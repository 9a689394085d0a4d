//! Page chrome shared by the feature pages and the overview page.

use super::types::RenderContext;
use crate::fragment::{escape_html, escape_text};

const INLINE_CSS: &str = r#"<style>
.feature-keyword{font-weight:bold;}
.feature-description{padding-left:15px;font-style:italic;background-color:beige;}
.feature-role{font-weight:bold;}
.feature-action{font-weight:bold;}
.feature-value{font-weight:bold;}
.feature-tags{padding-top:10px;padding-left:15px;color:darkblue;}
.scenario-keyword{font-weight:bold;padding-left:15px;}
.scenario-name{padding-left:15px;}
.step-keyword{font-weight:bold;padding-left:50px;}
.step-error-message{background-color:#FFEEEE;padding-left:50px;border:1px solid #D88A8A;}
.passed{background-color:#C5D88A;}
.failed{background-color:#D88A8A;}
.skipped{background-color:#2DEAEC;}
.undefined{background-color:#F2F28A;}
.pending{background-color:#F2F28A;}
table.stats-table{color:black;border-width:1px;border-spacing:2px;border-style:outset;border-color:gray;border-collapse:collapse;background-color:white;}
table.stats-table th{color:black;border-width:1px;padding:5px;border-style:inset;border-color:gray;background-color:#66CCEE;}
table.stats-table td{color:black;text-align:center;border-width:1px;padding:5px;border-style:inset;border-color:gray;background-color:white;}
</style>"#;

const STYLESHEETS: [&str; 5] =
    ["blue/css/style.css", "blue/css/skin/style.css", "blue/css/960.css", "blue/css/reset.css", "blue/css/text.css"];

/// Document head with title, stylesheets and the chart script.
///
/// `title` must already be HTML-safe.
pub fn page_head(title: &str) -> String {
    let mut html = String::new();
    html.push_str("<!DOCTYPE html>\n<html xmlns=\"http://www.w3.org/1999/xhtml\">\n<head>\n");
    html.push_str("<meta http-equiv=\"Content-Type\" content=\"text/html; charset=UTF-8\" />\n");
    html.push_str(&format!("<title>Cucumber Reports - {}</title>\n", title));
    for sheet in STYLESHEETS {
        html.push_str(&format!("<link rel=\"stylesheet\" href=\"{}\" type=\"text/css\" media=\"screen\" />\n", sheet));
    }
    html.push_str("<link rel=\"shortcut icon\" href=\"blue/favicon.ico\" />\n");
    html.push_str("<script src=\"charts/charts.js\" type=\"text/javascript\"></script>\n");
    html.push_str(INLINE_CSS);
    html.push_str("\n</head>\n");
    html
}

/// Link back to the overview page of this build
pub fn overview_href(ctx: &RenderContext) -> String {
    format!("overview?build_project={}&build_number={}", escape_html(&ctx.project), escape_html(&ctx.build))
}

/// Link to a feature page of this build
pub fn feature_href(ctx: &RenderContext, file: &str) -> String {
    format!(
        "feature?build_project={}&build_number={}&feature={}",
        escape_html(&ctx.project),
        escape_html(&ctx.build),
        escape_html(&super::feature_file_name(file))
    )
}

/// Body opening: navigation header and the page heading.
///
/// Feature pages also get a link back to the overview.
pub fn body_header(ctx: &RenderContext, heading: &str, subhead: &str, back_to_overview: bool) -> String {
    let mut html = String::new();
    html.push_str("<body id=\"top\">\n<div id=\"fullwidth_header\">\n<div class=\"container_12\">\n");
    html.push_str(&format!(
        "<h1 class=\"grid_4 logo\"><a href=\"{}\" class=\"ie6fix\">Cucumber</a></h1>\n",
        overview_href(ctx)
    ));
    html.push_str("<div class=\"grid_6\" id=\"nav\">\n<ul>\n");
    html.push_str(&format!(
        "<li><a href=\"/job/{}/{}\">Back To Build</a></li>\n",
        escape_html(&ctx.project),
        escape_html(&ctx.build)
    ));
    if back_to_overview {
        html.push_str(&format!("<li><a href=\"{}\">Back To Overview</a></li>\n", overview_href(ctx)));
    }
    html.push_str("</ul>\n</div>\n</div>\n</div>\n");
    html.push_str("<div id=\"fullwidth_gradient\">\n<div class=\"container_12\">\n<div class=\"grid_9 heading\">\n");
    html.push_str(&format!("<h2>{} for Build: {}</h2>\n", heading, escape_text(&ctx.build)));
    html.push_str(&format!("<span class=\"subhead\">{}</span>\n", subhead));
    html.push_str("</div>\n</div>\n</div>\n");
    html
}

/// Footer with the generation timestamp, closing body and html
pub fn footer(ctx: &RenderContext) -> String {
    format!(
        "<div class=\"container_12\">\n<div class=\"grid_12 hr\"></div>\n<div class=\"grid_12 footer\">\n\
         <p style=\"text-align:center;\">Cucumber Reports - {}</p>\n</div>\n</div>\n\
         <div class=\"clear\"></div>\n</body>\n</html>\n",
        escape_text(&ctx.generated_at)
    )
}

/// Strip markup from a rendered fragment, leaving its text
pub fn plain_text(fragment: &str) -> String {
    let mut text = String::with_capacity(fragment.len());
    let mut in_tag = false;
    for c in fragment.chars() {
        match c {
            '<' => in_tag = true,
            '>' if in_tag => in_tag = false,
            _ if !in_tag => text.push(c),
            _ => {}
        }
    }
    text
}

- _Problem to solve_
The whole of the data must be given back word for word.

- _The answer_
repository 9a689394085d0a4d
//! Page chrome shared by the feature pages and the overview page.

use super::types::RenderContext;
use crate::fragment::{escape_html, escape_text};

const INLINE_CSS: &str = r#"<style>
.feature-keyword{font-weight:bold;}
.feature-description{padding-left:15px;font-style:italic;background-color:beige;}
.feature-role{font-weight:bold;}
.feature-action{font-weight:bold;}
.feature-value{font-weight:bold;}
.feature-tags{padding-top:10px;padding-left:15px;color:darkblue;}
.scenario-keyword{font-weight:bold;padding-left:15px;}
.scenario-name{padding-left:15px;}
.step-keyword{font-weight:bold;padding-left:50px;}
.step-error-message{background-color:#FFEEEE;padding-left:50px;border:1px solid #D88A8A;}
.passed{background-color:#C5D88A;}
.failed{background-color:#D88A8A;}
.skipped{background-color:#2DEAEC;}
.undefined{background-color:#F2F28A;}
.pending{background-color:#F2F28A;}
table.stats-table{color:black;border-width:1px;border-spacing:2px;border-style:outset;border-color:gray;border-collapse:collapse;background-color:white;}
table.stats-table th{color:black;border-width:1px;padding:5px;border-style:inset;border-color:gray;background-color:#66CCEE;}
table.stats-table td{color:black;text-align:center;border-width:1px;padding:5px;border-style:inset;border-color:gray;background-color:white;}
</style>"#;

const STYLESHEETS: [&str; 5] =
    ["blue/css/style.css", "blue/css/skin/style.css", "blue/css/960.css", "blue/css/reset.css", "blue/css/text.css"];

/// Document head with title, stylesheets and the chart script.
///
/// `title` must already be HTML-safe.
pub fn page_head(title: &str) -> String {
    let mut html = String::new();
    html.push_str("<!DOCTYPE html>\n<html xmlns=\"http://www.w3.org/1999/xhtml\">\n<head>\n");
    html.push_str("<meta http-equiv=\"Content-Type\" content=\"text/html; charset=UTF-8\" />\n");
    html.push_str(&format!("<title>Cucumber Reports - {}</title>\n", title));
    for sheet in STYLESHEETS {
        html.push_str(&format!("<link rel=\"stylesheet\" href=\"{}\" type=\"text/css\" media=\"screen\" />\n", sheet));
    }
    html.push_str("<link rel=\"shortcut icon\" href=\"blue/favicon.ico\" />\n");
    html.push_str("<script src=\"charts/charts.js\" type=\"text/javascript\"></script>\n");
    html.push_str(INLINE_CSS);
    html.push_str("\n</head>\n");
    html
}

/// Link back to the overview page of this build
pub fn overview_href(ctx: &RenderContext) -> String {
    format!("overview?build_project={}&build_number={}", escape_html(&ctx.project), escape_html(&ctx.build))
}

/// Link to a feature page of this build
pub fn feature_href(ctx: &RenderContext, file: &str) -> String {
    format!(
        "feature?build_project={}&build_number={}&feature={}",
        escape_html(&ctx.project),
        escape_html(&ctx.build),
        escape_html(&super::feature_file_name(file))
    )
}

/// Body opening: navigation header and the page heading.
///
/// Feature pages also get a link back to the overview.
pub fn body_header(ctx: &RenderContext, heading: &str, subhead: &str, back_to_overview: bool) -> String {
    let mut html = String::new();
    html.push_str("<body id=\"top\">\n<div id=\"fullwidth_header\">\n<div class=\"container_12\">\n");
    html.push_str(&format!(
        "<h1 class=\"grid_4 logo\"><a href=\"{}\" class=\"ie6fix\">Cucumber</a></h1>\n",
        overview_href(ctx)
    ));
    html.push_str("<div class=\"grid_6\" id=\"nav\">\n<ul>\n");
    html.push_str(&format!(
        "<li><a href=\"/job/{}/{}\">Back To Build</a></li>\n",
        escape_html(&ctx.project),
        escape_html(&ctx.build)
    ));
    if back_to_overview {
        html.push_str(&format!("<li><a href=\"{}\">Back To Overview</a></li>\n", overview_href(ctx)));
    }
    html.push_str("</ul>\n</div>\n</div>\n</div>\n");
    html.push_str("<div id=\"fullwidth_gradient\">\n<div class=\"container_12\">\n<div class=\"grid_9 heading\">\n");
    html.push_str(&format!("<h2>{} for Build: {}</h2>\n", heading, escape_text(&ctx.build)));
    html.push_str(&format!("<span class=\"subhead\">{}</span>\n", subhead));
    html.push_str("</div>\n</div>\n</div>\n");
    html
}

/// Footer with the generation timestamp, closing body and html
pub fn footer(ctx: &RenderContext) -> String {
    format!(
        "<div class=\"container_12\">\n<div class=\"grid_12 hr\"></div>\n<div class=\"grid_12 footer\">\n\
         <p style=\"text-align:center;\">Cucumber Reports - {}</p>\n</div>\n</div>\n\
         <div class=\"clear\"></div>\n</body>\n</html>\n",
        escape_text(&ctx.generated_at)
    )
}

/// Strip markup from a rendered fragment, leaving its text
pub fn plain_text(fragment: &str) -> String {
    let mut text = String::with_capacity(fragment.len());
    let mut in_tag = false;
    for c in fragment.chars() {
        match c {
            '<' => in_tag = true,
            '>' if in_tag => in_tag = false,
            _ if !in_tag => text.push(c),
            _ => {}
        }
    }
    text
}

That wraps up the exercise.